Google Inc. co-founder Larry Page expressed his dream to make health records accessible to the public. This would permit researchers to continue with their studies and experimentations, and possibly save thousands of lives.

During the TED 2014 conference in Vancouver, Page spoke of his ideas of making a better world, which were supported by Richard Pratt, a researcher at the U.S. Food and Drug Administration.

If the health records are available to everyone, the public would have known deadly side effects of different drugs and would have prevented death because of taking those drugs.

However, because of the tight restrictions implemented by the Health Insurance Portability and Accessibility Act (HIPAA), researchers cannot access some data. The rule protects the privacy of the patients' electronic health information. This led them to failing to identify trends, disseminate knowledge about the drug or illness, and save lives.

"These are the consequences of HIPAA's overcautious privacy rules," stated a team in a blog post. "HIPAA allows health providers and insurers to release patient health information for research use only if the researcher enters into contractual agreements with each individual data-holder or if the data complies with HIPAA's deidentification standards. These research exceptions are much too narrow to harness the full potential of the data."

However, confidentiality of the patients is the main concern here, which will be difficult to maintain given the sophistication of the technology and the statisticians.
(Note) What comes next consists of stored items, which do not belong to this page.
mod cmd;
mod output;
mod root;

use clap::{Parser, Subcommand};
use cmd::{config::ConfigSubcommand, roster::RosterSubcommand};
use std::path::PathBuf;

#[derive(Parser)]
#[command(
    name = "agent-health",
    about = "Score agent health, diagnose weak spots and write improvement plans into agent definitions",
    version,
    propagate_version = true
)]
struct Cli {
    /// Project root (default: auto-detect from .agent-health/ or .git/)
    #[arg(long, global = true, env = "AGENT_HEALTH_ROOT")]
    root: Option<PathBuf>,

    /// Output as JSON
    #[arg(long, global = true, short = 'j')]
    json: bool,

    #[command(subcommand)]
    command: Commands,
}

#[derive(Subcommand)]
enum Commands {
    /// Initialize agent-health in the current project
    Init,

    /// Inspect and validate the configuration
    Config {
        #[command(subcommand)]
        subcommand: ConfigSubcommand,
    },

    /// Manage the agent roster
    Roster {
        #[command(subcommand)]
        subcommand: RosterSubcommand,
    },

    /// Produce synthetic metrics records for every roster agent
    Generate {
        /// Seed for reproducible output
        #[arg(long)]
        seed: Option<u64>,
        /// Observation window length in days
        #[arg(long, default_value = "7")]
        days: i64,
        /// Write records here instead of stdout (.json, .yaml or .yml)
        #[arg(long)]
        out: Option<PathBuf>,
    },

    /// Score every agent in a records file
    Score {
        /// Metrics records (.json, .yaml or .yml)
        records: PathBuf,
    },

    /// Rank the team worst-first and bucket it by status
    Rank {
        /// Metrics records (.json, .yaml or .yml)
        records: PathBuf,
        /// Only show agents with this status: critical, warning or healthy
        #[arg(long)]
        status: Option<String>,
    },

    /// Preview the improvement plan for one agent without touching documents
    Diagnose {
        /// Metrics records (.json, .yaml or .yml)
        records: PathBuf,
        /// Agent key or slug
        #[arg(long)]
        agent: String,
    },

    /// Write improvement plans into agent definition documents
    Improve {
        /// Metrics records (.json, .yaml or .yml)
        records: PathBuf,
        /// Improve this agent (key or slug) instead of the lowest scorer
        #[arg(long, conflicts_with = "all")]
        agent: Option<String>,
        /// Improve every agent that needs it
        #[arg(long)]
        all: bool,
        /// Compute the changes without writing documents, history or roster
        #[arg(long)]
        dry_run: bool,
    },

    /// Show past improvement attempts
    History {
        /// Only show entries for this agent key
        #[arg(long)]
        agent: Option<String>,
    },
}

fn main() {
    let cli = Cli::parse();

    tracing_subscriber::fmt()
        .with_env_filter(
            tracing_subscriber::EnvFilter::from_default_env()
                .add_directive(tracing::Level::WARN.into()),
        )
        .with_target(false)
        .with_writer(std::io::stderr)
        .init();

    let root = root::resolve_root(cli.root.as_deref());

    let result = match cli.command {
        Commands::Init => cmd::init::run(&root),
        Commands::Config { subcommand } => cmd::config::run(&root, subcommand, cli.json),
        Commands::Roster { subcommand } => cmd::roster::run(&root, subcommand, cli.json),
        Commands::Generate { seed, days, out } => {
            cmd::generate::run(&root, seed, days, out.as_deref())
        }
        Commands::Score { records } => cmd::score::run(&root, &records, cli.json),
        Commands::Rank { records, status } => {
            cmd::rank::run(&root, &records, status.as_deref(), cli.json)
        }
        Commands::Diagnose { records, agent } => {
            cmd::diagnose::run(&root, &records, &agent, cli.json)
        }
        Commands::Improve {
            records,
            agent,
            all,
            dry_run,
        } => {
            let target = match (agent, all) {
                (Some(needle), _) => cmd::improve::Target::Agent(needle),
                (None, true) => cmd::improve::Target::All,
                (None, false) => cmd::improve::Target::Worst,
            };
            cmd::improve::run(&root, &records, target, dry_run, cli.json)
        }
        Commands::History { agent } => cmd::history::run(&root, agent.as_deref(), cli.json),
    };

    if let Err(e) = result {
        eprintln!("error: {e:#}");
        std::process::exit(1);
    }
}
"We have been pretending that by removing enough information from databases that we can make people anonymous. We have been promising privacy, and this paper demonstrates that for a certain percent of a population, those promises are empty," said John Wilbanks, chief commons office at Sage Bionetworks, a nonprofit organization that promotes biotechnology by practicing and encouraging open science, to TechCrunch.

While Page expressed his ideas that could benefit the majority, some see this as an "off-beat" move as it came amidst allegations that Google is aware of the surveillance activities carried out by the U.S. National Security Agency.